The report_reap callback is always the final event in the life cycle of a traced thread. Tracing engines can use this as the trigger to clean up their own data structures. The report_death callback is always the penultimate event a tracing engine might see; it's seen unless the thread was already in the midst of dying when the engine attached. Many tracing engines will have no interest in when a parent reaps a dead process, and nothing they want to do with a zombie thread once it dies; for them, the report_death callback is the natural place to clean up data structures and detach. To facilitate writing such engines robustly, given the asynchrony of SIGKILL, and without error-prone manual implementation of synchronization schemes, the utrace infrastructure provides some special guarantees about the report_death and report_reap callbacks. It still takes some care to be sure your tracing engine is robust to tear-down races, but these rules make it reasonably straightforward and concise to handle a lot of corner cases correctly.

Engine and task pointers

The first sort of guarantee concerns the core data structures themselves. struct utrace_engine is a reference-counted data structure. While you hold a reference, an engine pointer will always stay valid so that you can safely pass it to any utrace call. Each call to utrace_attach_task or utrace_attach_pid returns an engine pointer with a reference belonging to the caller. You own that reference until you drop it using utrace_engine_put. There is an implicit reference on the engine while it is attached. So if you drop your only reference, and then use utrace_attach_task without UTRACE_ATTACH_CREATE to look up that same engine, you will get the same pointer with a new reference to replace the one you dropped, just like calling utrace_engine_get. When an engine has been detached, either explicitly with UTRACE_DETACH or implicitly after report_reap, then any references you hold are all that keep the old engine pointer alive.

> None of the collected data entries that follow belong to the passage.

impl<T, S> Masonry<T, S>
where
    T: Clone + 'static,
    S: MeasureSurface + 'static,
{
    pub fn new(
        args: MasonryArgs<T, S::Renderable>,
        surface: Rc<S>,
        scroll_container: Option<Rc<dyn ScrollContainer>>,
    ) -> Self {
        if scroll_container.is_none() {
            log::warn!("no scroll container resolved; scroll tracking disabled");
        }

        let layout = Rc::new(RefCell::new(MasonryLayoutState::new()));
        let pipeline = MeasurePipeline::new(
            surface,
            Rc::clone(&layout),
            Rc::clone(&args.render),
            args.pre_render_number,
        );

        Self {
            inner: Rc::new(RefCell::new(MasonryInner {
                row_key: args.row_key,
                render: args.render,
                columns: args.columns,
                gutter: args.gutter,
                bottom_threshold: args.bottom_threshold,
                overscan_margin: args.overscan_margin,
                on_reach_bottom: args.on_reach_bottom,
                data: Vec::new(),
                layout,
                pipeline,
                scroll_container,
                viewport: ViewportState::default(),
                container_width: 0.0,
                horizontal_padding: 0.0,
                col_width: 0.0,
                layout_pending: false,
                pending_resize: None,
                resize_throttle: Throttle::new(args.resize_delay),
                resize_debounce: Debounce::new(args.resize_delay),
                scroll_throttle: Throttle::new(args.scroll_delay),
                scroll_debounce: Debounce::new(args.scroll_delay),
            })),
        }
    }

    /// Replaces the data list. Items already positioned (by key) keep their
    /// positions; only new keys are submitted for measurement. Layout
    /// parameter changes force a full re-layout instead.
    pub fn set_data(&self, data: Vec<T>) {
        self.inner.borrow_mut().data = data;
        self.try_layout();
    }

    /// Changes the column configuration; takes effect as a full re-layout.
    pub fn set_columns(&self, columns: ColumnCount) {
        self.inner.borrow_mut().columns = columns;
        self.try_layout();
    }

    /// Changes the gutter; takes effect as a full re-layout.
    pub fn set_gutter(&self, gutter: f32) {
        self.inner.borrow_mut().gutter = gutter;
        self.try_layout();
    }

    /// Feeds a container resize event. Throttled while events stream in;
    /// a debounced trailing update (via [`tick`]) settles the final width.
    ///
    /// [`tick`]: Masonry::tick
    pub fn handle_resize(&self, container_width: f32, horizontal_padding: f32) {
        let fire = {
            let mut inner = self.inner.borrow_mut();
            inner.pending_resize = Some((container_width, horizontal_padding));
            inner.resize_debounce.arm();
            inner.resize_throttle.ready()
        };
        if fire {
            self.apply_resize();
        }
    }

    /// Feeds a scroll event from the container. Rate-limited like resize.
    pub fn handle_scroll(&self) {
        let fire = {
            let mut inner = self.inner.borrow_mut();
            inner.scroll_debounce.arm();
            inner.scroll_throttle.ready()
        };
        if fire {
            self.apply_scroll();
        }
    }

    /// Frame tick: fires debounced trailing updates and retries layouts that
    /// were deferred while the container was not ready.
    pub fn tick(&self) {
        let resize_due = self.inner.borrow_mut().resize_debounce.fire_ready();
        if resize_due {
            self.apply_resize();
        }

        let scroll_due = self.inner.borrow_mut().scroll_debounce.fire_ready();
        if scroll_due {
            self.apply_scroll();
        }

        let layout_due = {
            let inner = self.inner.borrow();
            inner.layout_pending && !inner.data.is_empty()
        };
        if layout_due {
            self.try_layout();
        }
    }

    /// Positioned items currently intersecting the overscanned viewport, in
    /// data order.
    pub fn visible_items(&self) -> Vec<PositionedItem<T>> {
        let inner = self.inner.borrow();
        let layout = inner.layout.borrow();
        inner
            .data
            .iter()
            .filter_map(|item| {
                let key = (inner.row_key)(item);
                layout
                    .positioned(key)
                    .filter(|p| is_visible(p.y, p.bottom, inner.viewport, inner.overscan_margin))
                    .cloned()
            })
            .collect()
    }

    /// Runs the caller's render function for every visible item at its final
    /// position.
    pub fn render_visible(&self) -> Vec<S::Renderable> {
        let inner = self.inner.borrow();
        let layout = inner.layout.borrow();
        inner
            .data
            .iter()
            .filter_map(|item| {
                let key = (inner.row_key)(item);
                let positioned = layout.positioned(key)?;
                if !is_visible(
                    positioned.y,
                    positioned.bottom,
                    inner.viewport,
                    inner.overscan_margin,
                ) {
                    return None;
                }
                Some((inner.render)(
                    &positioned.item,
                    RenderSlot {
                        width: positioned.width,
                        x: positioned.x,
                        y: positioned.y,
                        index: positioned.index,
                    },
                ))
            })
            .collect()
    }

    /// Rendered height of the content box.
    pub fn content_height(&self) -> f32 {
        self.inner.borrow().layout.borrow().content_height()
    }

    /// Column heights snapshot, including trailing gutters.
    pub fn column_heights(&self) -> Vec<f32> {
        self.inner.borrow().layout.borrow().column_heights().to_vec()
    }

    pub fn col_width(&self) -> f32 {
        self.inner.borrow().col_width
    }

    pub fn viewport(&self) -> ViewportState {
        self.inner.borrow().viewport
    }

    /// True when every submitted item has been measured and committed.
    pub fn is_settled(&self) -> bool {
        let inner = self.inner.borrow();
        !inner.layout_pending && inner.pipeline.is_idle()
    }

    /// True when a measurement run halted on a missing height (an item whose
    /// render produced no measurable box). Recovery requires a re-layout.
    pub fn is_stalled(&self) -> bool {
        self.inner.borrow().pipeline.is_stalled()
    }

    /// Registers a callback invoked after every committed measurement batch.
    pub fn on_layout_changed(&self, callback: Option<Rc<dyn Fn()>>) {
        self.inner.borrow().pipeline.set_on_batch_committed(callback);
    }

    /// Cancels in-flight measurement and drops pending work. Committed
    /// positions stay readable.
    pub fn teardown(&self) {
        let mut inner = self.inner.borrow_mut();
        inner.layout_pending = false;
        inner.resize_debounce.cancel();
        inner.scroll_debounce.cancel();
        inner.pipeline.cancel();
    }

    /// Applies the latest resize, recomputing columns and column width. A
    /// changed geometry resets scroll and triggers a full re-layout through
    /// the parameter check in `try_layout`.
    fn apply_resize(&self) {
        let container = {
            let mut inner = self.inner.borrow_mut();
            let Some((width, padding)) = inner.pending_resize else {
                return;
            };
            if width <= 0.0 {
                log::debug!("ignoring resize to non-positive width {width}");
                return;
            }
            if width == inner.container_width && padding == inner.horizontal_padding {
                return;
            }
            inner.container_width = width;
            inner.horizontal_padding = padding;
            inner.viewport.scroll_offset = 0.0;
            inner.scroll_container.clone()
        };

        if let Some(container) = container {
            container.set_scroll_offset(0.0);
            self.inner.borrow_mut().viewport.viewport_extent = container.viewport_extent();
        }
        self.try_layout();
    }

    /// Samples the scroll container and fires the edge-triggered bottom
    /// notification.
    fn apply_scroll(&self) {
        let (viewport, content_extent, threshold, callback) = {
            let mut inner = self.inner.borrow_mut();
            let Some(container) = inner.scroll_container.clone() else {
                return;
            };
            inner.viewport = ViewportState {
                scroll_offset: container.scroll_offset(),
                viewport_extent: container.viewport_extent(),
            };
            (
                inner.viewport,
                container.content_extent(),
                inner.bottom_threshold,
                inner.on_reach_bottom.clone(),
            )
        };

        if reached_bottom(viewport, content_extent, threshold) {
            if let Some(callback) = callback {
                callback();
            }
        }
    }

    /// Diffs the data list against committed positions and starts a
    /// measurement run for whatever is undetermined. No-op (retried from
    /// `tick`) while the container geometry is unusable.
    fn try_layout(&self) {
        let (pipeline, work, col_width) = {
            let mut inner = self.inner.borrow_mut();

            let columns = inner.columns.resolve(inner.container_width);
            let col_width = column_width(
                inner.container_width,
                columns,
                inner.gutter,
                inner.horizontal_padding,
            );
            inner.col_width = col_width;

            if columns == 0 || col_width <= 0.0 || inner.data.is_empty() {
                inner.layout_pending = true;
                log::debug!("layout deferred: container not ready or no data");
                return;
            }
            inner.layout_pending = false;

            let full = inner
                .layout
                .borrow()
                .needs_reset(columns, col_width, inner.gutter);
            if full {
                inner
                    .layout
                    .borrow_mut()
                    .reset(columns, col_width, inner.gutter);
            }

            let work: Vec<WorkItem<T>> = {
                let layout = inner.layout.borrow();
                inner
                    .data
                    .iter()
                    .enumerate()
                    .filter_map(|(data_index, item)| {
                        let key = (inner.row_key)(item);
                        if !full && layout.is_positioned(key) {
                            return None;
                        }
                        Some(WorkItem {
                            data_index,
                            key,
                            item: item.clone(),
                        })
                    })
                    .collect()
            };

            if !full && work.is_empty() {
                // Nothing new; leave any in-flight run alone.
                return;
            }
            (inner.pipeline.clone(), work, col_width)
        };

        pipeline.begin_run(work, col_width);
    }
}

There is nothing a kernel module can do to keep a struct task_struct alive outside of rcu_read_lock. When the task dies and is reaped by its parent (or itself), that structure can be freed so that any dangling pointers you have stored become invalid. utrace will not prevent this, but it can help you detect it safely. By definition, a task that has been reaped has had all its engines detached. All utrace calls can be safely called on a detached engine if the caller holds a reference on that engine pointer, even if the task pointer passed in the call is invalid. All calls return -ESRCH for a detached engine, which tells you that the task pointer you passed could be invalid now. Since utrace_control and utrace_set_events do not block, you can call those inside a rcu_read_lock section and be sure after they don't return -ESRCH that the task pointer is still valid until rcu_read_unlock. The infrastructure never holds task references of its own. Though neither rcu_read_lock nor any other lock is held while making a callback, it's always guaranteed that the struct task_struct and the struct utrace_engine passed as arguments remain valid until the callback function returns.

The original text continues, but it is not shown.